__Work to complete__.
From the entries provided below, copy each line that contains the word "derive".

Stored data entries:
Segment Open
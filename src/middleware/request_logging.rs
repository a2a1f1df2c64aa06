use async_trait::async_trait;
use serde::Deserialize;
use std::time::Instant;
use tracing::{debug, info, warn};

use crate::core::error::GatewayResult;
use crate::core::types::{IncomingRequest, RequestContext};
use crate::middleware::pipeline::{Middleware, Next, Outcome};
use crate::middleware::spec::MiddlewareArgs;

#[derive(Debug, Clone, Default, Deserialize)]
#[serde(default)]
pub struct RequestLoggingConfig {
    pub log_headers: bool,
}

#[derive(Debug)]
pub struct RequestLoggingMiddleware {
    log_headers: bool,
}

impl RequestLoggingMiddleware {
    pub fn new(config: RequestLoggingConfig) -> Self {
        Self {
            log_headers: config.log_headers,
        }
    }

    /// Build from `request_logging[:log_headers]`
    pub fn from_args(args: &MiddlewareArgs) -> GatewayResult<Self> {
        Ok(Self::new(args.into_config(&["log_headers"])?))
    }
}

#[async_trait]
impl Middleware for RequestLoggingMiddleware {
    fn name(&self) -> &str {
        "request_logging"
    }

    fn priority(&self) -> i32 {
        -100
    }

    async fn process(
        &self,
        request: IncomingRequest,
        context: &RequestContext,
        next: Next<'_>,
    ) -> GatewayResult<Outcome> {
        let start_time = Instant::now();
        let method = request.method.clone();

        if self.log_headers {
            debug!(request_id = %context.request_id, headers = ?request.headers, "Outgoing request headers");
        }

        let result = next.run(request, context).await;
        let duration_ms = start_time.elapsed().as_millis() as u64;

        match &result {
            Ok(Outcome::Response(response)) => info!(
                request_id = %context.request_id,
                method = %method,
                url = %context.incoming_url,
                target = %context.target_url,
                status = response.status.as_u16(),
                duration_ms,
                "Request processed"
            ),
            Ok(Outcome::Fallback) => debug!(
                request_id = %context.request_id,
                method = %method,
                url = %context.incoming_url,
                duration_ms,
                "Request deferred to host"
            ),
            Err(error) => warn!(
                request_id = %context.request_id,
                method = %method,
                url = %context.incoming_url,
                error = %error,
                duration_ms,
                "Request failed"
            ),
        }

        result
    }
}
Segment Closed
__Output for this task__.
#[derive(Debug, Clone, Default, Deserialize)]
#[derive(Debug)]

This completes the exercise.